Authors spoil stories by making mistakes
Published on September 20, 2022 at 3:33pm GMT+0000 | Author: Chad Koenen
0The Prairie Spy
Alan “Lindy” Linda
As quite a few of you know, I read a lot. Don’t care what. Might be Chinese history; might be the history of British politics. Or about what’s really, really inside an atom’s nucleus. If it pops up in front of me, I read it.
As I’ve consumed various kinds of fiction–novels, who-done-its, science fiction–every now and then, a writer who seems to have a good story going throws something in that dismays me because it’s wrong, and it spoils the rest of the book.
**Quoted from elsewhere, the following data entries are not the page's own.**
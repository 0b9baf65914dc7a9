use cadence_protocol::{
    CompileWarning, CompositionOperator, CompositionType, DiscourseLink, RelationType, Segment,
    SegmentKind,
};
use serde::Serialize;

use crate::config::{CueReading, DiscourseConfig};
use crate::error::StructuralError;

/// Two readings closer than this count as equally strong.
const STRENGTH_EPSILON: f32 = 1e-6;

/// Result of mapping one link. Operator indices are positions in
/// `[source, target]`.
#[derive(Debug, Clone, PartialEq, Serialize)]
pub struct Mapping {
    pub link_index: usize,
    pub relation: RelationType,
    pub operator: CompositionOperator,
    pub confidence: f32,
}

impl Mapping {
    pub fn composition(&self) -> CompositionType {
        self.operator.composition_type()
    }
}

/// Picks a relation reading for each link and derives its composition operator.
pub struct RelationMapper<'c> {
    config: &'c DiscourseConfig,
}

impl<'c> RelationMapper<'c> {
    pub fn new(config: &'c DiscourseConfig) -> Self {
        Self { config }
    }

    pub fn map(
        &self,
        link_index: usize,
        link: &DiscourseLink,
        source: &Segment,
        target: &Segment,
        warnings: &mut Vec<CompileWarning>,
    ) -> Result<Mapping, StructuralError> {
        let candidates = self.candidates(link);

        // strength desc, satisfiable first, then declaration order
        let mut ranked: Vec<(CueReading, Result<(), String>)> = candidates
            .into_iter()
            .map(|reading| {
                let verdict = self
                    .config
                    .relation(reading.relation)
                    .arguments
                    .check(source, target);
                (reading, verdict)
            })
            .collect();
        ranked.sort_by(|(a, va), (b, vb)| {
            b.strength
                .total_cmp(&a.strength)
                .then(vb.is_ok().cmp(&va.is_ok()))
                .then(a.relation.cmp(&b.relation))
        });

        let Some(winner_pos) = ranked.iter().position(|(_, verdict)| verdict.is_ok()) else {
            let reason = ranked
                .iter()
                .filter_map(|(reading, verdict)| {
                    verdict
                        .as_ref()
                        .err()
                        .map(|why| format!("{}: {why}", reading.relation))
                })
                .collect::<Vec<_>>()
                .join("; ");
            return Err(StructuralError::UnsatisfiedArguments {
                link: link_index,
                from: link.source.clone(),
                to: link.target.clone(),
                cue: link
                    .cue
                    .clone()
                    .unwrap_or_else(|| link.relation.as_str().to_string()),
                reason,
            });
        };
        let winner = ranked[winner_pos].0;

        let ties: Vec<RelationType> = ranked
            .iter()
            .enumerate()
            .filter(|(pos, (reading, verdict))| {
                *pos != winner_pos
                    && verdict.is_ok()
                    && (reading.strength - winner.strength).abs() <= STRENGTH_EPSILON
            })
            .map(|(_, (reading, _))| reading.relation)
            .collect();
        if !ties.is_empty() {
            let cue = link.cue.clone().unwrap_or_default();
            log::debug!(
                "Cue '{cue}' is ambiguous: chose {} over {:?}",
                winner.relation,
                ties
            );
            warnings.push(CompileWarning::AmbiguousCue {
                cue,
                chosen: winner.relation,
                alternatives: ties,
            });
        }

        let profile = self.config.relation(winner.relation);
        if let Some(hinted) = link.composition {
            if hinted != profile.composition {
                warnings.push(CompileWarning::CompositionOverride {
                    source: link.source.clone(),
                    target: link.target.clone(),
                    hinted,
                    chosen: profile.composition,
                });
            }
        }

        let operator = build_operator(profile.composition, winner.relation, source, target);
        let confidence = (link.confidence * winner.strength).clamp(0.0, 1.0);
        log::debug!(
            "Link {link_index} {} -> {}: {} => {} (confidence {confidence:.2})",
            link.source,
            link.target,
            winner.relation,
            profile.composition
        );

        Ok(Mapping {
            link_index,
            relation: winner.relation,
            operator,
            confidence,
        })
    }

    /// Configured readings of the link's cue, or the tagged relation alone.
    fn candidates(&self, link: &DiscourseLink) -> Vec<CueReading> {
        let tagged = CueReading {
            relation: link.relation,
            strength: 1.0,
        };
        match link.cue.as_deref() {
            None => vec![tagged],
            Some(cue) => match self.config.cue_readings(cue) {
                Some(readings) => readings.to_vec(),
                None => {
                    log::debug!("Unknown cue '{cue}'; keeping tagged relation {}", link.relation);
                    vec![tagged]
                }
            },
        }
    }
}

fn build_operator(
    composition: CompositionType,
    relation: RelationType,
    source: &Segment,
    target: &Segment,
) -> CompositionOperator {
    match composition {
        CompositionType::Parallel => CompositionOperator::Parallel,
        CompositionType::Sequential => CompositionOperator::Sequential {
            strict: matches!(
                relation,
                RelationType::Narration | RelationType::Result | RelationType::Purpose
            ),
        },
        CompositionType::Concurrent => CompositionOperator::Concurrent {
            synchronized: relation == RelationType::Simultaneity,
        },
        CompositionType::Contrastive => {
            let (goal_index, constraint_index) = if source.kind() == SegmentKind::Constraint {
                (1, 0)
            } else {
                (0, 1)
            };
            let constraint = if goal_index == 0 { target } else { source };
            CompositionOperator::Contrastive {
                goal_index,
                constraint_indices: vec![constraint_index],
                hard_constraint: constraint
                    .as_constraint()
                    .map_or(true, |c| c.severity.is_hard()),
            }
        }
        CompositionType::Alternative => {
            let preference_order = if target.is_main_point && !source.is_main_point {
                Some(vec![1, 0])
            } else if source.is_main_point && !target.is_main_point {
                Some(vec![0, 1])
            } else {
                None
            };
            CompositionOperator::Alternative {
                user_choice: preference_order.is_none(),
                preference_order,
            }
        }
        CompositionType::Conditional => {
            // the action is the actionable end, the target when both are
            let (condition_index, action_index) =
                if target.kind().is_actionable() || !source.kind().is_actionable() {
                    (0, 1)
                } else {
                    (1, 0)
                };
            CompositionOperator::Conditional {
                condition_index,
                action_index,
            }
        }
    }
}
I was reading a spy novel a while ago. Action was flying. Shoot-outs, hand-to-hand, weapons of various kinds and calibers were going off. In the middle of what was actually a pretty well done presentation of the chaos of the moment, the author said: “Mac caught the AK-74 that I threw him, and emptied the 7mm magazine of 20 rounds in less than two seconds!”
He threw a what?!? An AK-74? Some of you reading this already know that there is no AK-74; that it is actually an AK-47, which is a Chinese communist eastern bloc rifle that became popular against us in Vietnam. You can dunk it in the river, roll it in the sand, and treat it badly, and it will still fire.
But not only is it not an AK-74, it does not fire 7mm ammo. Which almost every pistol carried by police in the USA use. It instead fires 7.62 by 33 mm rifle ammo, which is a whole different ammo from the pistols. Come on, authors. Look this stuff up, will you?
Another novel that I gave up on had the hero of the moment pulling out his Navy Colt 45 revolver, cocking it, and discharging all six rounds as fast as he could cock it and pull the trigger. Now, there is an army Colt 45, which is an automatic that holds 7 rounds, plus one in the hole. And yes, you might cock it once, if there is a round chambered, but only out of total lackluster ignorance would you call it a revolver, much less anything regarding the Navy.
Then I got into a scifi novel that did a great job of handling the science-ey stuff. Here’s a great sentence: “The hollowed-out asteroid carrying 50,000 pilgrims fleeing the earth gave out little in the way of anomalous radiation, even though stray subatomic particles did cascade into deadly secondary radiation behind it, as quantum particles recombined, making it detectable by enemy aliens.”
What a great sentence. But as I’ve read various scifi novels over the last few years, I realize that terms like “particles and antiparticles jumping in and out of existence” and “you don’t grow any older hardly as you travel through space at near light speed velocity” and “travel by entering a new relationship with the four-dimensional space time quantum physics” are no longer science fiction.
They’re now reality. And in some cases, are old history.
Now I’m in a novel regarding basic trainees going through age-old hazing, even though it’s now the year 2422. (Some things don’t change.) Then the author had some new recruits going into this army basic training. One trainee, flustered by the first-day hazing of the drill sergeants, replied: “Yes, sir!”
“What did you say, trainee?”
“Yes, sir!”
“You will from now on reply to any questions addressed to you by: “Sir! Yes, sir!”
Ah, fooey. Now they’re messing with stuff I went through, which is army basic training.
Hey, author? Not in the army, author. Drill sergeants in the army are addressed by the term: Yes, Drill Sergeant. They consider being addressed by the officer term “sir” as defamatory.
However, in the marines, it’s different. There, It’s “Sir. Yes, sir.” Why, I don’t know.
Sigh. Come on, authors. Let’s do some fact checking once in a while.